Surprisingly, the fraction of shared validated targets of miR-132-3p in the two species is less than a half, although miR-132 is fully conserved and 56–88% of the targets present a conserved MRE (validated and predicted MREs, respectively). One explanation could be that some of the targets are yet to be validated. In addition, context-dependent mechanisms at the cell, tissue, or organism level may potentially regulate miRNA-target interactions. Worth mentioning is the case of hsa-miR-132-3p and hsa-miR-212-3p that exhibit similar mature sequences and share the same seed region, yet only few targets were demonstrated to be targeted by both of them, and each of these miRNAs may also repress specific targets (Wanet et al. 2012). A related cell specific example was shown for miR-132 and SIRT1 interaction. Repressive effects of miR-132 on the 3′-UTR of SIRT1 were observed in HEK293T cells (Zhou et al. 2012) and in the liver (Hanin et al. 2017). In contrast, the SIRT1 3′-UTR failed to show similar effects in HepG2 cells, suggesting a context-specific regulation. Taking that into consideration, extending one context to others based on validation of targets in only one condition should be considered carefully.

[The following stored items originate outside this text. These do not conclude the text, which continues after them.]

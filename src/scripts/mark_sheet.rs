use std::io::Write;

use crate::error::WorkshopError;
use crate::input::Prompter;
use crate::model::grade::{GradeReport, SUBJECTS, calculate_grade};
use crate::report::text::{marks_prompt, render_grade_report};

/// Reads the marks for subjects 1..=3 in order, then prints average and grade.
pub fn run_mark_sheet<P, W>(prompter: &mut P, out: &mut W) -> Result<GradeReport, WorkshopError>
where
    P: Prompter + ?Sized,
    W: Write + ?Sized,
{
    let mut marks = [0.0f64; SUBJECTS];
    for (idx, mark) in marks.iter_mut().enumerate() {
        *mark = prompter.prompt_f64(&marks_prompt(idx + 1))?;
    }

    let report = calculate_grade(&marks);
    tracing::debug!(
        ?marks,
        average = report.average,
        grade = %report.grade,
        "graded marks"
    );

    out.write_all(render_grade_report(&report).as_bytes())?;
    out.flush()?;
    Ok(report)
}

#[cfg(test)]
#[path = "../../tests/src_inline/scripts/mark_sheet.rs"]
mod tests;
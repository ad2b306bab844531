use std::io::Cursor;

use super::*;
use crate::input::{InputError, Terminal};
use crate::model::grade::Grade;

fn terminal(input: &str) -> Terminal<Cursor<Vec<u8>>, Vec<u8>> {
    Terminal::new(Cursor::new(input.as_bytes().to_vec()), Vec::new())
}

#[test]
fn test_mark_sheet_transcript() {
    let mut term = terminal("95\n95\n95\n");
    let mut out = Vec::new();
    let report = run_mark_sheet(&mut term, &mut out).unwrap();
    assert_eq!(report.grade, Grade::A);

    let (_, prompts) = term.into_parts();
    assert_eq!(
        String::from_utf8(prompts).unwrap(),
        "Enter the marks for subject 1: Enter the marks for subject 2: Enter the marks for subject 3: "
    );
    assert_eq!(
        String::from_utf8(out).unwrap(),
        "The average marks are: 95.00\nThe grade is: A\n"
    );
}

#[test]
fn test_mark_sheet_boundary_below_ninety() {
    let mut term = terminal("89.99\n89.99\n89.99\n");
    let mut out = Vec::new();
    run_mark_sheet(&mut term, &mut out).unwrap();
    assert_eq!(
        String::from_utf8(out).unwrap(),
        "The average marks are: 89.99\nThe grade is: B\n"
    );
}

#[test]
fn test_mark_sheet_mixed_marks() {
    let mut term = terminal("60\n70\n71\n");
    let mut out = Vec::new();
    let report = run_mark_sheet(&mut term, &mut out).unwrap();
    assert_eq!(report.average, 67.0);
    assert_eq!(
        String::from_utf8(out).unwrap(),
        "The average marks are: 67.00\nThe grade is: D\n"
    );
}

#[test]
fn test_mark_sheet_negative_zero_prints_zero() {
    let mut term = terminal("-0\n-0\n-0\n");
    let mut out = Vec::new();
    run_mark_sheet(&mut term, &mut out).unwrap();
    assert_eq!(
        String::from_utf8(out).unwrap(),
        "The average marks are: 0.00\nThe grade is: D\n"
    );
}

#[test]
fn test_mark_sheet_stops_at_first_bad_mark() {
    let mut term = terminal("80\nabc\n90\n");
    let mut out = Vec::new();
    let err = run_mark_sheet(&mut term, &mut out).unwrap_err();
    assert!(matches!(
        err,
        WorkshopError::Input(InputError::NotANumber { ref input, .. }) if input == "abc"
    ));
    assert!(out.is_empty());

    let (_, prompts) = term.into_parts();
    assert_eq!(
        String::from_utf8(prompts).unwrap(),
        "Enter the marks for subject 1: Enter the marks for subject 2: "
    );
}

#[test]
fn test_mark_sheet_missing_mark_is_eof() {
    let mut term = terminal("80\n");
    let mut out = Vec::new();
    let err = run_mark_sheet(&mut term, &mut out).unwrap_err();
    assert!(matches!(err, WorkshopError::Input(InputError::Eof { .. })));
}
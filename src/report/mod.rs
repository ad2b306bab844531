pub mod text;

pub fn format_f64_2(v: f64) -> String {
    if v.is_nan() {
        return "nan".to_string();
    }
    format!("{:.2}", v)
}

#[cfg(test)]
#[path = "../../tests/src_inline/report/mod.rs"]
mod tests;
//! LinkStore - main API over the database and the metadata resolver
//!
//! The store is an explicitly constructed handle: open it once at startup,
//! share it behind an `Arc`, drop it at shutdown. It holds no cached link
//! state; every read goes back to SQLite.
//!
//! Async Cancellation Architecture:
//! When a caller abandons an operation its future is dropped. A DropGuard
//! triggers a CancellationToken that queued blocking work checks before it
//! writes, and that interrupts an in-flight search statement.

use crate::config::Config;
use crate::database::{Database, NewLink};
use crate::fetcher::{HttpFetcher, PageFetcher};
use crate::ingest::channel_tag;
use crate::interface::{
    BulkOutcome, BulkStatus, CategoryCount, Link, LinkFilter, LinkShelfApi, LinkShelfError,
    LinkSource, LinkUpdate, TagCount,
};
use crate::link_metadata::MetadataResolver;
use crate::models::{non_empty, normalize_tag_set};
use chrono::Utc;
use std::sync::Arc;
use tokio_util::sync::CancellationToken;
use tracing::{info, warn};
use url::Url;
use validator::Validate;

/// RAII guard that cancels a token when dropped.
/// Dropping the operation's future drops this guard, which triggers the
/// cancellation token.
struct DropGuard {
    token: CancellationToken,
}

impl DropGuard {
    fn new(token: CancellationToken) -> Self {
        Self { token }
    }
}

impl Drop for DropGuard {
    fn drop(&mut self) {
        self.token.cancel();
    }
}

/// Thread-safe link store with SQLite + metadata resolution
///
/// Concurrency Model:
/// - Database uses r2d2 connection pool (concurrent reads, no mutex blocking)
/// - Upserts are atomic on the unique url; no extra locking
/// - Blocking work runs on tokio::spawn_blocking threads
pub struct LinkStore {
    db: Arc<Database>,
    resolver: Arc<MetadataResolver>,
}

impl LinkStore {
    pub fn new(db: Database, fetcher: Arc<dyn PageFetcher>) -> Self {
        Self {
            db: Arc::new(db),
            resolver: Arc::new(MetadataResolver::new(fetcher)),
        }
    }

    /// Open the configured database and build an HTTP fetcher
    pub fn open(config: &Config) -> Result<Self, LinkShelfError> {
        let db = Database::open(&config.database)?;
        let fetcher = HttpFetcher::new(&config.fetch)
            .map_err(|e| LinkShelfError::FetchClient(e.to_string()))?;
        Ok(Self::new(db, Arc::new(fetcher)))
    }

    /// Create a store with an in-memory database (for testing)
    pub fn new_in_memory(fetcher: Arc<dyn PageFetcher>) -> Result<Self, LinkShelfError> {
        let db = Database::open_in_memory()?;
        Ok(Self::new(db, fetcher))
    }

    /// Run database work on the blocking pool
    async fn blocking<T, F>(&self, work: F) -> Result<T, LinkShelfError>
    where
        T: Send + 'static,
        F: FnOnce(&Database) -> Result<T, LinkShelfError> + Send + 'static,
    {
        let db = Arc::clone(&self.db);
        match tokio::task::spawn_blocking(move || work(db.as_ref())).await {
            Ok(result) => result,
            // JoinError means the task panicked or was aborted
            Err(_join_error) => Err(LinkShelfError::Cancelled),
        }
    }

    /// Apply `op` to every id independently, collecting per-id outcomes
    async fn bulk<F>(&self, ids: Vec<i64>, op: F) -> Result<Vec<BulkOutcome>, LinkShelfError>
    where
        F: Fn(&Database, i64) -> Result<bool, LinkShelfError> + Send + 'static,
    {
        self.blocking(move |db| {
            Ok(ids
                .iter()
                .map(|&id| BulkOutcome::from_result(id, op(db, id).and_then(|found| found_or(id, found))))
                .collect())
        })
        .await
    }
}

fn found_or(id: i64, found: bool) -> Result<(), LinkShelfError> {
    if found {
        Ok(())
    } else {
        Err(LinkShelfError::NotFound(id))
    }
}

/// Reject anything that is not an absolute http(s) URL
pub fn validate_link_url(url: &str) -> Result<String, LinkShelfError> {
    let trimmed = url.trim();
    if trimmed.is_empty() {
        return Err(LinkShelfError::InvalidInput("url is empty".into()));
    }
    let parsed = Url::parse(trimmed)
        .map_err(|e| LinkShelfError::InvalidInput(format!("invalid url {}: {}", trimmed, e)))?;
    match parsed.scheme() {
        "http" | "https" if parsed.host_str().is_some() => Ok(trimmed.to_string()),
        scheme => Err(LinkShelfError::InvalidInput(format!(
            "unsupported url scheme: {}",
            scheme
        ))),
    }
}

fn require_ids(ids: &[i64]) -> Result<(), LinkShelfError> {
    if ids.is_empty() {
        return Err(LinkShelfError::InvalidInput("no link ids given".into()));
    }
    Ok(())
}

fn require_tags(tags: &[String]) -> Result<Vec<String>, LinkShelfError> {
    let tags = normalize_tag_set(tags);
    if tags.is_empty() {
        return Err(LinkShelfError::InvalidInput("no tags given".into()));
    }
    Ok(tags)
}

fn summarize(op: &str, outcomes: &[BulkOutcome]) {
    let done = outcomes.iter().filter(|o| o.status == BulkStatus::Done).count();
    info!(op, requested = outcomes.len(), done, "bulk operation finished");
}

#[async_trait::async_trait]
impl LinkShelfApi for LinkStore {
    // ─────────────────────────────────────────────────────────────────────────────
    // Ingestion
    // ─────────────────────────────────────────────────────────────────────────────

    async fn resolve_and_save(
        &self,
        url: String,
        source: LinkSource,
        source_name: Option<String>,
    ) -> Result<Link, LinkShelfError> {
        let url = validate_link_url(&url)?;
        let source_name = match source {
            LinkSource::ChannelForward => non_empty(source_name.as_deref()),
            LinkSource::Manual => None,
        };

        let token = CancellationToken::new();
        let _guard = DropGuard::new(token.clone());

        let metadata = self.resolver.resolve(&url).await;

        let new_link = NewLink {
            url: url.clone(),
            title: metadata.title,
            description: non_empty(Some(metadata.description.as_str())),
            image_url: non_empty(Some(metadata.image_url.as_str())),
            category: metadata.category,
            source,
            source_name: source_name.clone(),
            saved_at: Utc::now(),
        };

        let token_clone = token.clone();
        let id = self
            .blocking(move |db| {
                // Never write once the caller has gone away
                if token_clone.is_cancelled() {
                    return Err(LinkShelfError::Cancelled);
                }
                Ok(db.upsert_link(&new_link)?)
            })
            .await?;
        info!(id, url = %url, category = %metadata.category, "saved link");

        // Second, independent write; the saved link stands even if this fails
        if let Some(name) = source_name {
            let tag = channel_tag(&name);
            let attached = self
                .blocking(move |db| Ok(db.add_tags(id, &[tag])?))
                .await;
            if let Err(e) = attached {
                warn!(id, channel = %name, error = %e, "channel tag not attached");
            }
        }

        self.get(id).await
    }

    // ─────────────────────────────────────────────────────────────────────────────
    // Read Operations
    // ─────────────────────────────────────────────────────────────────────────────

    async fn list(&self) -> Result<Vec<Link>, LinkShelfError> {
        self.search(LinkFilter::default()).await
    }

    async fn search(&self, filter: LinkFilter) -> Result<Vec<Link>, LinkShelfError> {
        // Create cancellation token and guard
        let token = CancellationToken::new();
        let _guard = DropGuard::new(token.clone());

        let runtime = tokio::runtime::Handle::current();
        let token_clone = token.clone();

        self.blocking(move |db| {
            let links = db.fetch_links_interruptible(&filter, &token_clone, &runtime)?;
            if token_clone.is_cancelled() {
                return Err(LinkShelfError::Cancelled);
            }
            Ok(links)
        })
        .await
    }

    async fn get(&self, id: i64) -> Result<Link, LinkShelfError> {
        self.blocking(move |db| db.fetch_link(id)?.ok_or(LinkShelfError::NotFound(id)))
            .await
    }

    async fn list_tags(&self) -> Result<Vec<TagCount>, LinkShelfError> {
        self.blocking(|db| Ok(db.tag_counts()?)).await
    }

    async fn list_categories(&self) -> Result<Vec<CategoryCount>, LinkShelfError> {
        self.blocking(|db| Ok(db.category_counts()?)).await
    }

    // ─────────────────────────────────────────────────────────────────────────────
    // Write Operations
    // ─────────────────────────────────────────────────────────────────────────────

    async fn update(&self, id: i64, update: LinkUpdate) -> Result<Link, LinkShelfError> {
        let update = update.normalized();
        update.validate()?;

        self.blocking(move |db| found_or(id, db.update_link(id, &update, Utc::now())?))
            .await?;
        self.get(id).await
    }

    async fn set_tags(&self, id: i64, tags: Vec<String>) -> Result<Link, LinkShelfError> {
        self.blocking(move |db| found_or(id, db.set_link_tags(id, &tags)?))
            .await?;
        self.get(id).await
    }

    async fn toggle_complete(&self, id: i64) -> Result<Link, LinkShelfError> {
        self.blocking(move |db| found_or(id, db.toggle_completed(id, Utc::now())?))
            .await?;
        self.get(id).await
    }

    async fn delete(&self, id: i64) -> Result<(), LinkShelfError> {
        self.blocking(move |db| found_or(id, db.delete_link(id)?))
            .await?;
        info!(id, "deleted link");
        Ok(())
    }

    // ─────────────────────────────────────────────────────────────────────────────
    // Bulk Operations
    // ─────────────────────────────────────────────────────────────────────────────

    async fn bulk_add_tags(
        &self,
        ids: Vec<i64>,
        tags: Vec<String>,
    ) -> Result<Vec<BulkOutcome>, LinkShelfError> {
        require_ids(&ids)?;
        let tags = require_tags(&tags)?;
        let outcomes = self
            .bulk(ids, move |db, id| Ok(db.add_tags(id, &tags)?))
            .await?;
        summarize("add_tags", &outcomes);
        Ok(outcomes)
    }

    async fn bulk_remove_tags(
        &self,
        ids: Vec<i64>,
        tags: Vec<String>,
    ) -> Result<Vec<BulkOutcome>, LinkShelfError> {
        require_ids(&ids)?;
        let tags = require_tags(&tags)?;
        let outcomes = self
            .bulk(ids, move |db, id| Ok(db.remove_tags(id, &tags)?))
            .await?;
        summarize("remove_tags", &outcomes);
        Ok(outcomes)
    }

    async fn bulk_delete(&self, ids: Vec<i64>) -> Result<Vec<BulkOutcome>, LinkShelfError> {
        require_ids(&ids)?;
        let outcomes = self
            .bulk(ids, |db, id| Ok(db.delete_link(id)?))
            .await?;
        summarize("delete", &outcomes);
        Ok(outcomes)
    }
}
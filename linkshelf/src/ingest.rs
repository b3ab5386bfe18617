//! Ingestion of raw messages
//!
//! A message front-end hands over plain text and, for forwarded posts, the
//! channel it came from. Every URL in the text becomes one `IngestEvent`, and
//! `Ingestor` saves them concurrently, reporting one outcome per URL.

use crate::interface::{Link, LinkShelfApi, LinkSource};
use futures::stream::{self, StreamExt};
use once_cell::sync::Lazy;
use regex::Regex;
use serde::{Deserialize, Serialize};
use std::collections::HashSet;
use std::sync::Arc;
use tracing::{info, warn};

/// http(s) URL up to the next whitespace
static URL_REGEX: Lazy<Regex> = Lazy::new(|| Regex::new(r"https?://[^\s]+").unwrap());

static WHITESPACE_REGEX: Lazy<Regex> = Lazy::new(|| Regex::new(r"\s+").unwrap());

/// Channel name used when a forward carries no usable name
pub const UNKNOWN_CHANNEL: &str = "Unknown Channel";

/// One URL to resolve and save
#[derive(Debug, Clone, PartialEq, Eq, Serialize, Deserialize)]
#[serde(rename_all = "camelCase")]
pub struct IngestEvent {
    pub url: String,
    pub source: LinkSource,
    pub source_name: Option<String>,
}

/// Result for a single event
#[derive(Debug, Clone, Serialize)]
#[serde(tag = "outcome", rename_all = "snake_case")]
pub enum IngestOutcome {
    Saved(Link),
    Failed { url: String, error: String },
}

/// Every URL in `text`, in order of appearance, without exact duplicates
pub fn extract_urls(text: &str) -> Vec<String> {
    let mut seen = HashSet::new();
    URL_REGEX
        .find_iter(text)
        .map(|m| m.as_str().to_string())
        .filter(|url| seen.insert(url.clone()))
        .collect()
}

/// Build events for a message. `forwarded_from` is the channel name of a
/// forwarded post, `None` for a manual submission.
pub fn events_from_message(text: &str, forwarded_from: Option<&str>) -> Vec<IngestEvent> {
    let (source, source_name) = match forwarded_from {
        Some(name) => {
            let name = name.trim();
            let name = if name.is_empty() { UNKNOWN_CHANNEL } else { name };
            (LinkSource::ChannelForward, Some(name.to_string()))
        }
        None => (LinkSource::Manual, None),
    };

    extract_urls(text)
        .into_iter()
        .map(|url| IngestEvent {
            url,
            source,
            source_name: source_name.clone(),
        })
        .collect()
}

/// `channel:<slug>` tag for a channel name, e.g. "Tech News" -> "channel:tech-news"
pub fn channel_tag(channel_name: &str) -> String {
    let lower = channel_name.trim().to_lowercase();
    format!("channel:{}", WHITESPACE_REGEX.replace_all(&lower, "-"))
}

/// Saves ingestion events through any `LinkShelfApi` with bounded concurrency
pub struct Ingestor {
    api: Arc<dyn LinkShelfApi>,
    concurrency: usize,
}

impl Ingestor {
    pub fn new(api: Arc<dyn LinkShelfApi>, concurrency: usize) -> Self {
        Self {
            api,
            concurrency: concurrency.max(1),
        }
    }

    /// Save every event. Outcomes come back in input order; one failing URL
    /// never stops the others.
    pub async fn ingest(&self, events: Vec<IngestEvent>) -> Vec<IngestOutcome> {
        let total = events.len();
        let outcomes: Vec<IngestOutcome> = stream::iter(events)
            .map(|event| {
                let api = Arc::clone(&self.api);
                async move {
                    match api
                        .resolve_and_save(event.url.clone(), event.source, event.source_name)
                        .await
                    {
                        Ok(link) => IngestOutcome::Saved(link),
                        Err(e) => {
                            warn!(url = %event.url, error = %e, "failed to ingest url");
                            IngestOutcome::Failed {
                                url: event.url,
                                error: e.to_string(),
                            }
                        }
                    }
                }
            })
            .buffered(self.concurrency)
            .collect()
            .await;

        let saved = outcomes
            .iter()
            .filter(|o| matches!(o, IngestOutcome::Saved(_)))
            .count();
        info!(total, saved, "ingested message");
        outcomes
    }

    /// Extract URLs from `text` and save them
    pub async fn ingest_message(&self, text: &str, forwarded_from: Option<&str>) -> Vec<IngestOutcome> {
        self.ingest(events_from_message(text, forwarded_from)).await
    }
}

We performed numerous tests in search for potential primate- and/or human-specific interactions of miR-132-3p. Searching for differences between the regulation of miR-132-3p in man and mice failed to identify any significant differences. We realize that the shared targets identified in our study are only part of the predicted ones in both species; nevertheless, the biological pathways controlled by these targets appear to be robustly shared. Furthermore, even when a predicted competition emerges with another miRNA, such as in the case of the MECP2 gene and miR-483, the spatial difference between the locations of the corresponding MREs makes such competition unlikely.

Another well-studied context of miR-132 is its activity in the immune system, known to be functionally involved in psychological stress responses (Mehta et al. 2015; Molnár et al. 2012; Taganov et al. 2006). MiR-132 is overexpressed in bacterial lipopolysaccharide (LPS)-stimulated primary human macrophages as well as in LPS-treated mice, where it attenuates inflammation by suppressing its stress-related target AChE (Shaked et al. 2009). This neuro-immune role (Soreq and Wolf 2011) elevates acetylcholine levels and induces blockade of NFkB-induced inflammation via the nicotinic acetylcholine receptor alpha 7 (Tracey 2010). At the transcript level, surface plasmon resonance analysis showed that miR-132 selectively targets the soluble splice variant of the acetylcholine hydrolyzing enzyme AChE-R (Mishra et al. 2017). Consequently, mice expressing an AChE transgene devoid of the miR-132 binding site develops high basal miR-132 expression levels, yet are incapable of controlling stress (Shaltiel et al. 2013) or inflammation (Shaked et al. 2009) via ACh. Taken together, these studies demonstrate inter-related stress/inflammation/neurodevelopment links for miR-132 but failed to identify any evolutionary modifications in any of those, excluding an option of primate and/or human-specific roles for this context. MiRNA regulation of stress responses thus emerges as being robustly preserved throughout mammalian species, primates included.